But is this newest take on the Caped Crusader the beginning of a chapter for the actor or a one-off thing? “It all depends,” the actor told GQ in a lengthy interview. “If people like the movie, it’s great. All of it…You never really know until it happens.”

Pattinson seems very committed to the role, at least (and committed to the bizarre photoshoot he did for GQ; I’d describe it but it’s the kind of thing you should really see for yourself). “He doesn’t have a playboy persona at all, so he’s kind of a weirdo as Bruce and a weirdo as Batman, and I kept thinking there’s a more nihilistic slant to it,” Pattinson said of his take on the character. “Cause, normally, in all the other movies, Bruce goes away, trains, and returns to Gotham believing in himself, thinking, I’m gonna change things here. But in this, it’s sort of implied that he’s had a bit of a breakdown.”

"But this thing he’s doing, it’s not even working. Like, it’s two years into it, and the crime has gotten worse since Bruce started being Batman. The people of Gotham think that he’s just another symptom of how shit everything is. There’s this scene where he’s beating everyone up on this train platform, and I just love that there’s a bit in the script where the guy he’s saving is also just like: Ahh! It’s worse! You’re either being mugged by some gang members, or a monster comes and, like, fucking beats everybody up! The guy has no idea that Batman’s come to save him. It just looks like this werewolf."

We can see some of that rage-filled Batman in the trailers:

The Batman has an “emo” feel to it

“And I kept trying to play into that, I kept trying to think, and I’m going to express this so badly, but there’s this thing with addressing trauma,” Pattinson continued. “All the other stories say the death of his parents is why Bruce becomes Batman, but I was trying to break that down in what I thought was a real way, instead of trying to rationalize it. He’s created this intricate construction for years and years and years, which has culminated in this Batman persona. But it’s not like a healthy thing that he’s done…[It’s] almost like a drug addiction.”

There’s a moment he thinks is telling: when Alfred (played by Andy “Gollum” Serkis) asks Bruce what his parents would think of what he’s doing. “And Bruce says: ‘This is my family legacy. If I don’t do this, then there’s nothing else for me.’ I always read that as not like, ‘There’s nothing else,’ like, ‘I don’t have a purpose.’ But like: ‘I’m checking out.’ And I think that makes it a lot sadder. Like, it’s a sad movie. It’s kind of about him trying to find some element of hope, in himself, and not just the city. Normally, Bruce never questions his own ability; he questions the city’s ability to change. But I mean, it’s kind of such an insane thing to do: The only way I can live is to dress up as a bat.”

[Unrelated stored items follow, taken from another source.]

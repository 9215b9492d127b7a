//! Logging setup using `tracing` and `tracing-subscriber`.
//!
//! The library crates only emit events; the binary decides where they go.
//!
//! # Log Levels
//!
//! - `error`: command failures
//! - `warn`: partial decode warnings, skipped displays
//! - `info`: load, encode and write milestones
//! - `debug`: query pipeline decisions, cache evictions
//! - `trace`: everything else

use std::fs::OpenOptions;
use std::io::{self, Write};
use std::path::PathBuf;
use std::sync::{Arc, Mutex};
use tracing::level_filters::LevelFilter;
use tracing_subscriber::{
    EnvFilter,
    fmt::{self, MakeWriter},
    layer::SubscriberExt,
    util::SubscriberInitExt,
};

/// Crates whose events follow the configured level. Everything else stays at
/// `warn`.
const WORKSPACE_CRATES: [&str; 6] = [
    "trellis",
    "trellis_cli",
    "trellis_codec",
    "trellis_ingest",
    "trellis_model",
    "trellis_query",
];

/// Configuration for logging behavior.
#[derive(Debug, Clone)]
pub struct LogConfig {
    pub level_filter: LevelFilter,
    /// Let `RUST_LOG` replace the configured level when it is set.
    pub use_env_filter: bool,
    pub with_timestamps: bool,
    /// Include the module path in each line.
    pub with_target: bool,
    pub with_ansi: bool,
    pub format: LogFormat,
    /// When set, logs are appended to this file instead of stderr.
    pub log_file: Option<PathBuf>,
}

/// Log output format.
#[derive(Debug, Clone, Copy, Default, PartialEq, Eq)]
pub enum LogFormat {
    /// Human-readable pretty format with colors.
    #[default]
    Pretty,
    /// Compact single-line format.
    Compact,
    /// JSON format for machine parsing.
    Json,
}

impl Default for LogConfig {
    fn default() -> Self {
        Self {
            level_filter: LevelFilter::WARN,
            use_env_filter: true,
            with_timestamps: false,
            with_target: false,
            with_ansi: true,
            format: LogFormat::default(),
            log_file: None,
        }
    }
}

/// Initialize the global tracing subscriber.
///
/// Call once at startup.
///
/// # Errors
///
/// Returns an error if the log file cannot be opened.
pub fn init_logging(config: &LogConfig) -> io::Result<()> {
    if let Some(path) = &config.log_file {
        let file = OpenOptions::new().create(true).append(true).open(path)?;
        init_logging_with_writer(config, SharedFileWriter::new(file));
    } else {
        init_logging_with_writer(config, io::stderr);
    }
    Ok(())
}

/// Initialize logging with a custom writer.
pub fn init_logging_with_writer<W>(config: &LogConfig, writer: W)
where
    W: for<'writer> MakeWriter<'writer> + Send + Sync + 'static,
{
    let filter = build_env_filter(config.level_filter, config.use_env_filter);

    match config.format {
        LogFormat::Json => {
            let layer = fmt::layer()
                .json()
                .with_writer(writer)
                .with_target(config.with_target)
                .with_span_events(fmt::format::FmtSpan::CLOSE);
            tracing_subscriber::registry()
                .with(filter)
                .with(layer)
                .init();
        }
        LogFormat::Compact => {
            let layer = fmt::layer()
                .compact()
                .with_writer(writer)
                .with_ansi(config.with_ansi)
                .with_target(config.with_target);
            if config.with_timestamps {
                tracing_subscriber::registry()
                    .with(filter)
                    .with(layer)
                    .init();
            } else {
                tracing_subscriber::registry()
                    .with(filter)
                    .with(layer.without_time())
                    .init();
            }
        }
        LogFormat::Pretty => {
            let layer = fmt::layer()
                .with_writer(writer)
                .with_ansi(config.with_ansi)
                .with_target(config.with_target);
            if config.with_timestamps {
                tracing_subscriber::registry()
                    .with(filter)
                    .with(layer)
                    .init();
            } else {
                tracing_subscriber::registry()
                    .with(filter)
                    .with(layer.without_time())
                    .init();
            }
        }
    }
}

#[derive(Clone)]
struct SharedFileWriter {
    file: Arc<Mutex<std::fs::File>>,
}

impl SharedFileWriter {
    fn new(file: std::fs::File) -> Self {
        Self {
            file: Arc::new(Mutex::new(file)),
        }
    }
}

struct SharedFileGuard {
    file: Arc<Mutex<std::fs::File>>,
}

impl Write for SharedFileGuard {
    fn write(&mut self, buf: &[u8]) -> io::Result<usize> {
        let mut guard = self
            .file
            .lock()
            .map_err(|_| io::Error::other("log file lock poisoned"))?;
        guard.write(buf)
    }

    fn flush(&mut self) -> io::Result<()> {
        let mut guard = self
            .file
            .lock()
            .map_err(|_| io::Error::other("log file lock poisoned"))?;
        guard.flush()
    }
}

impl<'a> MakeWriter<'a> for SharedFileWriter {
    type Writer = SharedFileGuard;

    fn make_writer(&'a self) -> Self::Writer {
        SharedFileGuard {
            file: Arc::clone(&self.file),
        }
    }
}

/// Default directive string: `warn` globally, `level` for workspace crates.
pub fn default_directives(level_filter: LevelFilter) -> String {
    let level = level_filter.to_string().to_lowercase();
    let mut directives = vec!["warn".to_string()];
    directives.extend(
        WORKSPACE_CRATES
            .iter()
            .map(|name| format!("{name}={level}")),
    );
    directives.join(",")
}

fn build_env_filter(level_filter: LevelFilter, use_env: bool) -> EnvFilter {
    let defaults = || EnvFilter::new(default_directives(level_filter));
    if use_env {
        EnvFilter::try_from_default_env().unwrap_or_else(|_| defaults())
    } else {
        defaults()
    }
}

"DC is the kind of emo comic. There’s a nihilistic side to it. Even the artwork is really, really different. So, hopefully, there are a lot of sad people in the world."

I mean, the movie definitely has my attention. And according to Pattinson, it earns it. “I watched a rough cut of the movie by myself,” he said. “And the first shot is so jarring from any other Batman movie that it’s just kind of a totally different pace. It was what [director Matt Reeves] was saying from the first meeting I had with him: ‘I want to do a ’70s noir detective story, like The Conversation.’ And I kind of assumed that meant the mood board or something, the look of it. But from the first shot, it’s, Oh, this actually is a detective story.”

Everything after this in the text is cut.